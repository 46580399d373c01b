//! Import of the flat-file access lists (two JSON arrays of user ids).

use std::collections::HashSet;
use std::path::Path;

use anyhow::Context;
use tracing::{debug, info};

use crate::contract::model::{Identity, UserStatus};
use crate::domain::repo::{StatusStore, TransitionOutcome};

#[derive(Debug, Clone, Default, PartialEq, Eq)]
pub struct LegacyLists {
    pub pending: Vec<i64>,
    pub approved: Vec<i64>,
}

/// Counts of what an import did.
#[derive(Debug, Clone, Copy, Default, PartialEq, Eq)]
pub struct ImportReport {
    pub pending: usize,
    pub approved: usize,
    /// Ids that already had a record, or were not valid identities.
    pub skipped: usize,
}

fn read_ids(path: &Path) -> anyhow::Result<Vec<i64>> {
    if !path.exists() {
        debug!(path = %path.display(), "Legacy list missing, treating as empty");
        return Ok(Vec::new());
    }
    let raw = std::fs::read_to_string(path)
        .with_context(|| format!("failed to read {}", path.display()))?;
    if raw.trim().is_empty() {
        return Ok(Vec::new());
    }
    serde_json::from_str(&raw).with_context(|| format!("failed to parse {}", path.display()))
}

impl LegacyLists {
    /// Load both lists; a missing file reads as an empty list.
    pub fn load(pending: &Path, approved: &Path) -> anyhow::Result<Self> {
        Ok(Self {
            pending: read_ids(pending)?,
            approved: read_ids(approved)?,
        })
    }

    /// Seed `store` with users it does not know yet, in file order. Approved
    /// wins when an id is on both lists. Records with any history are left
    /// untouched; an inert record left by an interrupted run is promoted.
    pub async fn import_into(&self, store: &dyn StatusStore) -> anyhow::Result<ImportReport> {
        let approved = first_occurrences(&self.approved, &HashSet::new());
        let approved_set: HashSet<i64> = approved.iter().copied().collect();
        let pending = first_occurrences(&self.pending, &approved_set);

        let mut report = ImportReport::default();
        let batches = [(pending, UserStatus::Pending), (approved, UserStatus::Approved)];
        for (ids, to) in batches {
            for id in ids {
                let identity = Identity(id);
                if !identity.is_valid() || !importable(store, identity).await? {
                    report.skipped += 1;
                    continue;
                }
                match store
                    .transition_from(identity, UserStatus::Inactive, to)
                    .await?
                {
                    TransitionOutcome::Applied { .. } if to.approved() => report.approved += 1,
                    TransitionOutcome::Applied { .. } => report.pending += 1,
                    TransitionOutcome::Skipped { current } => {
                        debug!(user_id = id, %current, "Record changed during import, skipped");
                        report.skipped += 1;
                    }
                    TransitionOutcome::Missing => {
                        anyhow::bail!("record for {id} vanished during import")
                    }
                }
            }
        }

        info!(
            pending = report.pending,
            approved = report.approved,
            skipped = report.skipped,
            "Legacy lists imported"
        );
        Ok(report)
    }
}

/// `ids` without duplicates or members of `exclude`, keeping first occurrences in order.
fn first_occurrences(ids: &[i64], exclude: &HashSet<i64>) -> Vec<i64> {
    let mut seen = HashSet::new();
    ids.iter()
        .copied()
        .filter(|id| !exclude.contains(id) && seen.insert(*id))
        .collect()
}

/// A fresh record, or an `Inactive` one that was never moved.
async fn importable(store: &dyn StatusStore, identity: Identity) -> anyhow::Result<bool> {
    if store.create_if_absent(identity).await? {
        return Ok(true);
    }
    if store.get_status(identity).await? != Some(UserStatus::Inactive) {
        return Ok(false);
    }
    Ok(store.history(identity).await?.is_empty())
}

______________________________

→ DESCRIPTION OF THE TASK
The records above should all be quoted exactly, please.

→ FINAL ANSWER
repository 46580399d373c01b
//! Import of the flat-file access lists (two JSON arrays of user ids).

use std::collections::HashSet;
use std::path::Path;

use anyhow::Context;
use tracing::{debug, info};

use crate::contract::model::{Identity, UserStatus};
use crate::domain::repo::{StatusStore, TransitionOutcome};

#[derive(Debug, Clone, Default, PartialEq, Eq)]
pub struct LegacyLists {
    pub pending: Vec<i64>,
    pub approved: Vec<i64>,
}

/// Counts of what an import did.
#[derive(Debug, Clone, Copy, Default, PartialEq, Eq)]
pub struct ImportReport {
    pub pending: usize,
    pub approved: usize,
    /// Ids that already had a record, or were not valid identities.
    pub skipped: usize,
}

fn read_ids(path: &Path) -> anyhow::Result<Vec<i64>> {
    if !path.exists() {
        debug!(path = %path.display(), "Legacy list missing, treating as empty");
        return Ok(Vec::new());
    }
    let raw = std::fs::read_to_string(path)
        .with_context(|| format!("failed to read {}", path.display()))?;
    if raw.trim().is_empty() {
        return Ok(Vec::new());
    }
    serde_json::from_str(&raw).with_context(|| format!("failed to parse {}", path.display()))
}

impl LegacyLists {
    /// Load both lists; a missing file reads as an empty list.
    pub fn load(pending: &Path, approved: &Path) -> anyhow::Result<Self> {
        Ok(Self {
            pending: read_ids(pending)?,
            approved: read_ids(approved)?,
        })
    }

    /// Seed `store` with users it does not know yet, in file order. Approved
    /// wins when an id is on both lists. Records with any history are left
    /// untouched; an inert record left by an interrupted run is promoted.
    pub async fn import_into(&self, store: &dyn StatusStore) -> anyhow::Result<ImportReport> {
        let approved = first_occurrences(&self.approved, &HashSet::new());
        let approved_set: HashSet<i64> = approved.iter().copied().collect();
        let pending = first_occurrences(&self.pending, &approved_set);

        let mut report = ImportReport::default();
        let batches = [(pending, UserStatus::Pending), (approved, UserStatus::Approved)];
        for (ids, to) in batches {
            for id in ids {
                let identity = Identity(id);
                if !identity.is_valid() || !importable(store, identity).await? {
                    report.skipped += 1;
                    continue;
                }
                match store
                    .transition_from(identity, UserStatus::Inactive, to)
                    .await?
                {
                    TransitionOutcome::Applied { .. } if to.approved() => report.approved += 1,
                    TransitionOutcome::Applied { .. } => report.pending += 1,
                    TransitionOutcome::Skipped { current } => {
                        debug!(user_id = id, %current, "Record changed during import, skipped");
                        report.skipped += 1;
                    }
                    TransitionOutcome::Missing => {
                        anyhow::bail!("record for {id} vanished during import")
                    }
                }
            }
        }

        info!(
            pending = report.pending,
            approved = report.approved,
            skipped = report.skipped,
            "Legacy lists imported"
        );
        Ok(report)
    }
}

/// `ids` without duplicates or members of `exclude`, keeping first occurrences in order.
fn first_occurrences(ids: &[i64], exclude: &HashSet<i64>) -> Vec<i64> {
    let mut seen = HashSet::new();
    ids.iter()
        .copied()
        .filter(|id| !exclude.contains(id) && seen.insert(*id))
        .collect()
}

/// A fresh record, or an `Inactive` one that was never moved.
async fn importable(store: &dyn StatusStore, identity: Identity) -> anyhow::Result<bool> {
    if store.create_if_absent(identity).await? {
        return Ok(true);
    }
    if store.get_status(identity).await? != Some(UserStatus::Inactive) {
        return Ok(false);
    }
    Ok(store.history(identity).await?.is_empty())
}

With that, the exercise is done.